## THE TASK
Counting the line with "use std::fmt;" as the last one, copy out the lines of the data exactly from the first onward.
START DATA UNDER STUDY
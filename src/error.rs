//! Visualizer error types.
//!
//! The core itself has no fatal error paths: out-of-track pointer positions
//! are clamped and ground impact is a terminal state.  These types cover the
//! configuration layer, where a bad `assets/visualizer.toml` is reported and
//! the compiled defaults are kept.
//!
//! ## Usage
//!
//! ```rust
//! use parabola::error::{validate_range, SimResult};
//!
//! fn check() -> SimResult<()> {
//!     validate_range("speed", 0.0, 30.0, 10.0)?;
//!     Ok(())
//! }
//! # check().unwrap();
//! ```

use std::fmt;

/// Top-level error enum for the visualizer.
#[derive(Debug, Clone, PartialEq)]
pub enum SimError {
    /// The configuration file exists but is not valid TOML for
    /// [`crate::config::VisualizerConfig`].
    ConfigParse {
        /// Path of the file that failed to parse.
        path: String,
        /// Parser message.
        message: String,
    },

    /// A slider range is empty or inverted.
    InvalidRange {
        /// Name of the range (for logging).
        name: &'static str,
        min: f32,
        max: f32,
    },

    /// A slider's initial value lies outside its range.
    ValueOutOfRange {
        name: &'static str,
        value: f32,
        min: f32,
        max: f32,
    },

    /// A quantity that must be strictly positive is zero, negative, or NaN.
    NonPositive {
        name: &'static str,
        value: f32,
    },
}

impl fmt::Display for SimError {
    fn fmt(&self, f: &mut fmt::Formatter<'_>) -> fmt::Result {
        match self {
            SimError::ConfigParse { path, message } => {
                write!(f, "failed to parse {}: {}", path, message)
            }
            SimError::InvalidRange { name, min, max } => write!(
                f,
                "range '{}' is invalid: min {} must be less than max {}",
                name, min, max
            ),
            SimError::ValueOutOfRange {
                name,
                value,
                min,
                max,
            } => write!(
                f,
                "initial value of '{}' = {} is outside [{}, {}]",
                name, value, min, max
            ),
            SimError::NonPositive { name, value } => {
                write!(f, "'{}' = {} must be strictly positive", name, value)
            }
        }
    }
}

impl std::error::Error for SimError {}

/// Convenience alias: a `Result` using `SimError` as the error type.
pub type SimResult<T> = Result<T, SimError>;

// ── Validation helpers ────────────────────────────────────────────────────────

/// Returns an error unless `min < max` and `min ≤ value ≤ max`.
pub fn validate_range(name: &'static str, min: f32, max: f32, value: f32) -> SimResult<()> {
    if !(min < max) {
        return Err(SimError::InvalidRange { name, min, max });
    }
    if !(min..=max).contains(&value) {
        return Err(SimError::ValueOutOfRange {
            name,
            value,
            min,
            max,
        });
    }
    Ok(())
}

/// Returns an error unless `value > 0`.  NaN is rejected.
pub fn validate_positive(name: &'static str, value: f32) -> SimResult<()> {
    if value > 0.0 {
        Ok(())
    } else {
        Err(SimError::NonPositive { name, value })
    }
}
END DATA UNDER STUDY
## FINISHED TASK
filename src/error.rs
//! Visualizer error types.
//!
//! The core itself has no fatal error paths: out-of-track pointer positions
//! are clamped and ground impact is a terminal state.  These types cover the
//! configuration layer, where a bad `assets/visualizer.toml` is reported and
//! the compiled defaults are kept.
//!
//! ## Usage
//!
//! ```rust
//! use parabola::error::{validate_range, SimResult};
//!
//! fn check() -> SimResult<()> {
//!     validate_range("speed", 0.0, 30.0, 10.0)?;
//!     Ok(())
//! }
//! # check().unwrap();
//! ```

use std::fmt;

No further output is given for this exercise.